On the Ethiopian tuk tuk, due to the constraints of the 3 person taxi I had been deputized as a baby holder sitting with three other children standing, squashed into the backs of each other vying for a little headspace to laugh then stare, then laugh. I awkwardly tried to keep a hold of the perplexed mini person on my lap over the potholes whilst making attempts to show how uncomfortable I was to the two women sitting beside me. They each had double the human load I was carrying and were busily downloading the weekend’s gossip. Then a violent left to miss a trader’s cart. Locally this was life though back home this simple, convenient and practical problems solution would furrow foreheads in disapproval. Why?

Don’t make partners strangers to their culture is a lesson I have learned and a mistake I have made in the past. A famous example is when a global baby food manufacturer started to sell its products in Africa. It used the same packaging as for European markets. This packaging included a picture of a baby boy on the label. Surprised at low sales, it discovered that in Africa, as most customers can’t read English, food companies generally put pictures on the label of what’s inside.

I assumed for many years that communicating with our African partners was a problem on their part, not mine. I never understood how face to face conversation will never be replaced with today’s technology. Distributing web cams and instructions on their use seems futile after witnessing how business and relationships are bound and strengthened here through mannerisms not unfamiliar but maybe forgotten in the pace of European business etiquette. Signals become apparent in everything. The place to meet, the handshake, the type of warm and friendly smile, the drink ordered, the time of day, the entourage and their disciplines, the non-verbal mannerisms and language of the body that cant be seen over a digital connection.

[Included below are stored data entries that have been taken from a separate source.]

//! Tools domain module.
//!
//! Tools are the operations MCP clients call. This module owns the dispatch
//! side of the server:
//!
//! - `definitions/` - the Google Ads tools, one file per tool family
//! - `descriptor.rs` - typed parameter lists, input schemas, argument checks
//! - `registry.rs` - immutable name-to-handler map built at startup
//! - `handlers.rs` - the `ToolHandler` trait and caller-facing output
//! - `format.rs` - report rendering shared by the tools
//! - `error.rs` - the tool error taxonomy
//!
//! ## Adding a New Tool
//!
//! 1. Add a params struct and tool struct to the matching file in `definitions/`
//! 2. Give it `NAME`, `DESCRIPTION`, `descriptor()` and `execute()`
//! 3. Implement `ToolHandler` with `impl_tool_handler!`
//! 4. Register it in `definitions::register_all`

pub mod definitions;
pub mod descriptor;
mod error;
pub mod format;
mod handlers;
mod registry;

pub use definitions::register_all;
pub use descriptor::{ParamKind, ParamSpec, ToolDescriptor};
pub use error::{ToolError, ToolResult};
pub use handlers::{Arguments, ToolHandler, ToolOutput, parse_arguments};
pub use registry::{ToolRegistry, ToolRegistryBuilder};
//! Identifiers and closed enumerations shared by queries and mutations.

use std::borrow::Cow;
use std::fmt;
use std::str::FromStr;

use schemars::{JsonSchema, Schema, SchemaGenerator, json_schema};
use serde::{Deserialize, Deserializer, Serialize, Serializer};

use crate::domains::tools::{ToolError, ToolResult};

/// Raw id as it may arrive from a caller: JSON string or number.
#[derive(Debug, Deserialize)]
#[serde(untagged)]
pub enum IdInput {
    Text(String),
    Number(u64),
}

impl IdInput {
    fn into_text(self) -> String {
        match self {
            Self::Text(text) => text,
            Self::Number(n) => n.to_string(),
        }
    }
}

/// Google Ads customer (account) id, digits only.
#[derive(Debug, Clone, PartialEq, Eq, Hash, Deserialize)]
#[serde(try_from = "IdInput")]
pub struct CustomerId(String);

impl CustomerId {
    /// Parse a customer id, stripping dashes (`123-456-7890`).
    pub fn parse(input: &str) -> ToolResult<Self> {
        let digits: String = input.trim().chars().filter(|c| *c != '-').collect();
        if digits.is_empty() || !digits.chars().all(|c| c.is_ascii_digit()) {
            return Err(ToolError::invalid_arguments(format!(
                "'{}' is not a customer id (expected digits, dashes allowed)",
                input.trim()
            )));
        }
        Ok(Self(digits))
    }

    pub fn as_str(&self) -> &str {
        &self.0
    }
}

impl TryFrom<IdInput> for CustomerId {
    type Error = ToolError;

    fn try_from(value: IdInput) -> ToolResult<Self> {
        Self::parse(&value.into_text())
    }
}

impl JsonSchema for CustomerId {
    fn inline_schema() -> bool {
        true
    }

    fn schema_name() -> Cow<'static, str> {
        "CustomerId".into()
    }

    fn json_schema(_: &mut SchemaGenerator) -> Schema {
        json_schema!({
            "type": ["string", "integer"],
            "examples": ["123-456-7890"]
        })
    }
}

impl fmt::Display for CustomerId {
    fn fmt(&self, f: &mut fmt::Formatter<'_>) -> fmt::Result {
        f.write_str(&self.0)
    }
}

/// Numeric id of a campaign, ad group, ad or criterion.
#[derive(Debug, Clone, Copy, PartialEq, Eq, Hash, Deserialize)]
#[serde(try_from = "IdInput")]
pub struct EntityId(u64);

impl EntityId {
    pub fn new(id: u64) -> Self {
        Self(id)
    }

    /// Parse an entity id; only ASCII digits are accepted.
    pub fn parse(input: &str) -> ToolResult<Self> {
        let trimmed = input.trim();
        if trimmed.is_empty() || !trimmed.chars().all(|c| c.is_ascii_digit()) {
            return Err(ToolError::invalid_arguments(format!(
                "'{trimmed}' is not a numeric id"
            )));
        }
        trimmed
            .parse()
            .map(Self)
            .map_err(|_| ToolError::invalid_arguments(format!("id '{trimmed}' is out of range")))
    }

    pub fn value(&self) -> u64 {
        self.0
    }
}

impl TryFrom<IdInput> for EntityId {
    type Error = ToolError;

    fn try_from(value: IdInput) -> ToolResult<Self> {
        match value {
            IdInput::Number(n) => Ok(Self(n)),
            IdInput::Text(text) => Self::parse(&text),
        }
    }
}

/// Ids travel as JSON strings or numbers; both are advertised.
impl JsonSchema for EntityId {
    fn inline_schema() -> bool {
        true
    }

    fn schema_name() -> Cow<'static, str> {
        "EntityId".into()
    }

    fn json_schema(_: &mut SchemaGenerator) -> Schema {
        json_schema!({
            "type": ["string", "integer"],
            "minimum": 0
        })
    }
}

impl fmt::Display for EntityId {
    fn fmt(&self, f: &mut fmt::Formatter<'_>) -> fmt::Result {
        write!(f, "{}", self.0)
    }
}

/// Declares a closed set of platform enum names.
///
/// Parsing is case-insensitive and normalizes to the upper-case platform name;
/// anything outside the set is `InvalidArguments`.
macro_rules! platform_enum {
    (
        $(#[$meta:meta])*
        $name:ident, $label:literal { $($variant:ident => $text:literal),+ $(,)? }
    ) => {
        $(#[$meta])*
        #[derive(Debug, Clone, Copy, PartialEq, Eq, Hash)]
        pub enum $name {
            $($variant),+
        }

        impl $name {
            /// Every accepted value, in declaration order.
            pub const ALL: &'static [$name] = &[$($name::$variant),+];

            /// Platform name of this value.
            pub fn as_str(&self) -> &'static str {
                match self {
                    $($name::$variant => $text),+
                }
            }

            /// Names of every accepted value.
            pub fn names() -> Vec<&'static str> {
                Self::ALL.iter().map(|v| v.as_str()).collect()
            }
        }

        impl FromStr for $name {
            type Err = ToolError;

            fn from_str(input: &str) -> ToolResult<Self> {
                let normalized = input.trim().to_ascii_uppercase();
                Self::ALL
                    .iter()
                    .copied()
                    .find(|v| v.as_str() == normalized)
                    .ok_or_else(|| {
                        ToolError::invalid_arguments(format!(
                            "invalid {} '{}': use {}",
                            $label,
                            input.trim(),
                            Self::names().join(", ")
                        ))
                    })
            }
        }

        impl fmt::Display for $name {
            fn fmt(&self, f: &mut fmt::Formatter<'_>) -> fmt::Result {
                f.write_str(self.as_str())
            }
        }

        impl Serialize for $name {
            fn serialize<S: Serializer>(&self, serializer: S) -> Result<S::Ok, S::Error> {
                serializer.serialize_str(self.as_str())
            }
        }

        impl<'de> Deserialize<'de> for $name {
            fn deserialize<D: Deserializer<'de>>(deserializer: D) -> Result<Self, D::Error> {
                let raw = String::deserialize(deserializer)?;
                raw.parse().map_err(serde::de::Error::custom)
            }
        }

        impl JsonSchema for $name {
            fn inline_schema() -> bool {
                true
            }

            fn schema_name() -> Cow<'static, str> {
                stringify!($name).into()
            }

            fn json_schema(_: &mut SchemaGenerator) -> Schema {
                json_schema!({
                    "type": "string",
                    "enum": Self::names()
                })
            }
        }
    };
}

platform_enum! {
    /// Status shared by campaigns, ad groups, ads and criteria.
    EntityStatus, "status" {
        Enabled => "ENABLED",
        Paused => "PAUSED",
        Removed => "REMOVED",
    }
}

platform_enum! {
    /// Keyword match type.
    MatchType, "match type" {
        Exact => "EXACT",
        Phrase => "PHRASE",
        Broad => "BROAD",
    }
}

platform_enum! {
    /// Advertising channel of a campaign.
    ChannelType, "channel type" {
        Search => "SEARCH",
        Display => "DISPLAY",
        Discovery => "DISCOVERY",
    }
}

platform_enum! {
    BudgetDeliveryMethod, "delivery method" {
        Standard => "STANDARD",
        Accelerated => "ACCELERATED",
    }
}

platform_enum! {
    AdGroupType, "ad group type" {
        SearchStandard => "SEARCH_STANDARD",
    }
}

You miss so many important gestures that no wonder most of the meetings I have had over the phone or even via satellite camera have been met with ambiguous progress. I remember asking the same questions here and getting completely different answers. One question regarding the operating system which we use was met with a shrug, the slow removal of slippers, feet being folded, tea ordered and real answers spewed.

Another lesson I learned is not to go looking into the distance or the future before you’ve have had a little look at what’s right in front of you. We need to keep it simple. East Africa has just been plugged into the rest of the planet digitally through two fiber-optic connections revolutionizing access to information, communication and commercial enterprise opportunities. This is fantastic news but is akin to placing Earths biggest library on the moon. The computers still remains the gateway to the internet and not until we send these tools, support the educational systems in schools and raise awareness of the importance of digital literacy will the bits in the fiber reach the audience that requires it the most.

To wrap up, the tuk tuk mini person is okay, I imagine the mothers laughed all the way to their destination that morning. I mentioned that I made a few personal mistakes whilst here fortunately getting engaged to a lovely Wicklow lass I met in Kenya three years ago wasn’t one. It was a long way to go to meet someone that shared the same college and street as I did for three years though we never managed to cross paths. I thank Africa and its unique communication style that allowed me to slow the pace down and take note of what’s really important and although we are continents apart, share with our African partners.

Loved ones, loyal families, fun friends and work colleagues.